JesseSpoiler alert! The new Midlake record is not from the band that you grew to love with The Trials Of Van Occupanther. With each successive album, the members of Midlake transformed, foregrounding a different favorite section of their record collections. Now comes Antiphon (ATO), which announces itself with an opening title track that rocks harder and more insistently than anything in the group’s prior catalog. Midlake again sounds like a new band.
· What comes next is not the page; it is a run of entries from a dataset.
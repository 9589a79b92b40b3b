//! Agent configuration
//!
//! All state lives in files below two roots: the writable data directory and
//! the read-only install directory. [`StatePaths`] resolves every artifact
//! the agent touches, and [`AgentConfig`] bundles the paths with the cluster
//! mode and service topology detected at startup.

use std::path::{Path, PathBuf};
use std::time::Duration;

use tracing::info;

/// Whether the consensus store (HA datastore) backs this cluster
#[derive(Clone, Copy, Debug, PartialEq, Eq)]
pub enum ClusterMode {
    /// Replicated consensus store, joins go through the v2 API
    Ha,
    /// Single control plane with etcd, joins go through the v1 API
    Legacy,
}

/// How the Kubernetes daemons are packaged on this node
#[derive(Clone, Copy, Debug, PartialEq, Eq)]
pub enum ServiceTopology {
    /// apiserver, kubelet, proxy, scheduler and controller-manager run in one
    /// `kubelite` process
    Merged,
    /// Every daemon is its own service
    Split,
}

/// Locations of every file the agent reads or writes
#[derive(Clone, Debug)]
pub struct StatePaths {
    data_dir: PathBuf,
    install_dir: PathBuf,
}

impl StatePaths {
    /// Create paths rooted at the given data and install directories
    pub fn new(data_dir: impl Into<PathBuf>, install_dir: impl Into<PathBuf>) -> Self {
        Self {
            data_dir: data_dir.into(),
            install_dir: install_dir.into(),
        }
    }

    /// Writable state root
    pub fn data_dir(&self) -> &Path {
        &self.data_dir
    }

    /// Read-only install root
    pub fn install_dir(&self) -> &Path {
        &self.install_dir
    }

    fn data(&self, parts: &[&str]) -> PathBuf {
        parts.iter().fold(self.data_dir.clone(), |p, part| p.join(part))
    }

    fn install(&self, parts: &[&str]) -> PathBuf {
        parts
            .iter()
            .fold(self.install_dir.clone(), |p, part| p.join(part))
    }

    // -------------------------------------------------------------------------
    // Credentials
    // -------------------------------------------------------------------------

    /// Admission tokens, one `token` or `token|expiry` per line
    pub fn cluster_tokens(&self) -> PathBuf {
        self.data(&["credentials", "cluster-tokens.txt"])
    }

    /// Certificate-request tokens
    pub fn cert_request_tokens(&self) -> PathBuf {
        self.data(&["credentials", "certs-request-tokens.txt"])
    }

    /// Callback tokens of peers, `endpoint token` per line
    pub fn callback_tokens(&self) -> PathBuf {
        self.data(&["credentials", "callback-tokens.txt"])
    }

    /// This node's own callback token
    pub fn self_callback_token(&self) -> PathBuf {
        self.data(&["credentials", "callback-token.txt"])
    }

    /// Static bearer tokens, `token,identity,short-name,groups`
    pub fn known_tokens(&self) -> PathBuf {
        self.data(&["credentials", "known_tokens.csv"])
    }

    // -------------------------------------------------------------------------
    // Certificates
    // -------------------------------------------------------------------------

    /// Cluster CA certificate
    pub fn ca_cert(&self) -> PathBuf {
        self.data(&["certs", "ca.crt"])
    }

    /// Cluster CA private key
    pub fn ca_key(&self) -> PathBuf {
        self.data(&["certs", "ca.key"])
    }

    /// Serial number of the last certificate signed by the CA
    pub fn ca_serial(&self) -> PathBuf {
        self.data(&["certs", "ca.srl"])
    }

    /// Service account token signing key
    pub fn service_account_key(&self) -> PathBuf {
        self.data(&["certs", "serviceaccount.key"])
    }

    // -------------------------------------------------------------------------
    // Service arguments
    // -------------------------------------------------------------------------

    /// Argument file of a service
    pub fn service_args(&self, service: &str) -> PathBuf {
        self.data(&["args", service])
    }

    /// CNI manifest applied to the cluster
    pub fn cni_manifest(&self) -> PathBuf {
        self.data(&["args", "cni-network", "cni.yaml"])
    }

    // -------------------------------------------------------------------------
    // Consensus store
    // -------------------------------------------------------------------------

    /// Membership list maintained by the consensus store
    pub fn cluster_membership(&self) -> PathBuf {
        self.data(&["var", "kubernetes", "backend", "cluster.yaml"])
    }

    /// This node's own membership record
    pub fn local_node_info(&self) -> PathBuf {
        self.data(&["var", "kubernetes", "backend", "info.yaml"])
    }

    /// Rebind request picked up by the consensus store on restart
    pub fn rebind_request(&self) -> PathBuf {
        self.data(&["var", "kubernetes", "backend", "update.yaml"])
    }

    /// Client certificate for the consensus store
    pub fn datastore_cert(&self) -> PathBuf {
        self.data(&["var", "kubernetes", "backend", "cluster.crt"])
    }

    /// Client key for the consensus store
    pub fn datastore_key(&self) -> PathBuf {
        self.data(&["var", "kubernetes", "backend", "cluster.key"])
    }

    // -------------------------------------------------------------------------
    // Markers
    // -------------------------------------------------------------------------

    /// Present when the cluster runs on the consensus store
    pub fn ha_marker(&self) -> PathBuf {
        self.data(&["var", "lock", "ha-cluster"])
    }

    /// Present when the Kubernetes daemons run as one kubelite process
    pub fn kubelite_marker(&self) -> PathBuf {
        self.data(&["var", "lock", "lite.lock"])
    }

    /// Present once this node joined or admitted a peer; disables
    /// automatic certificate reissue
    pub fn no_cert_reissue_marker(&self) -> PathBuf {
        self.data(&["var", "lock", "no-cert-reissue"])
    }

    // -------------------------------------------------------------------------
    // Tools
    // -------------------------------------------------------------------------

    /// kubectl wrapper bound to the local cluster
    pub fn kubectl(&self) -> PathBuf {
        self.install(&["microk8s-kubectl.wrapper"])
    }

    /// Addon enable wrapper
    pub fn enable_addon(&self) -> PathBuf {
        self.install(&["microk8s-enable.wrapper"])
    }

    /// Addon disable wrapper
    pub fn disable_addon(&self) -> PathBuf {
        self.install(&["microk8s-disable.wrapper"])
    }

    /// Node-side script of one upgrade phase
    pub fn upgrade_script(&self, upgrade: &str, phase: &str) -> PathBuf {
        self.install(&["upgrade-scripts", upgrade, &format!("{phase}-node.sh")])
    }
}

/// Explicit configuration handed to every coordinator
#[derive(Clone, Debug)]
pub struct AgentConfig {
    /// File locations
    pub paths: StatePaths,
    /// Legacy or HA cluster
    pub mode: ClusterMode,
    /// Merged or split daemons
    pub topology: ServiceTopology,
    /// Per-request deadline applied by the transport
    pub request_timeout: Duration,
}

impl AgentConfig {
    /// Build a config by probing the marker files once
    pub fn detect(paths: StatePaths, request_timeout: Duration) -> Self {
        let mode = if paths.ha_marker().exists() {
            ClusterMode::Ha
        } else {
            ClusterMode::Legacy
        };
        let topology = if paths.kubelite_marker().exists() {
            ServiceTopology::Merged
        } else {
            ServiceTopology::Split
        };

        info!(?mode, ?topology, data_dir = %paths.data_dir().display(), "Detected node configuration");

        Self {
            paths,
            mode,
            topology,
            request_timeout,
        }
    }
}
And, this time it is: It’s Midlake’s first since the departure of principal singer/songwriter Tim Smith, its first with guitarist Eric Pulido stepping into those lead roles, its first with former touring members Jesse Chandler (keyboards, flute) and Joey McClellan (guitars) officially joining drummer Mackenzie Smith, multi-instrumentalist Paul Alexander and guitarist Eric Nichelson. Chandler and Nichelson will be guest editing magnetmagazine.com all week. Read our brand new Midlake feature.

Harpers

Chandler: Harper’s is the sole magazine to which I subscribe. I’m trying to get some of the other guys into it (Eric Pulido just read an enjoyed an article about “cult infiltration” in a recent issue). Harper’s, in case you didn’t know, is a literary magazine that is the second oldest periodical in America (after Scientific American). It started in 1851 and published authors like Twain and Melville. There is a reason it has stuck around so long: The writing is beautiful, and it covers a variety of fields, like art, music, politics, economy, photography, poetry and just random little funny stories gleaned from other sources. My favorite sections are the short story and Harper’s Index. I even named my son Harper, although it’s also after Harper Lee, Roy Harper and Harpo Marx.

Video after the jump.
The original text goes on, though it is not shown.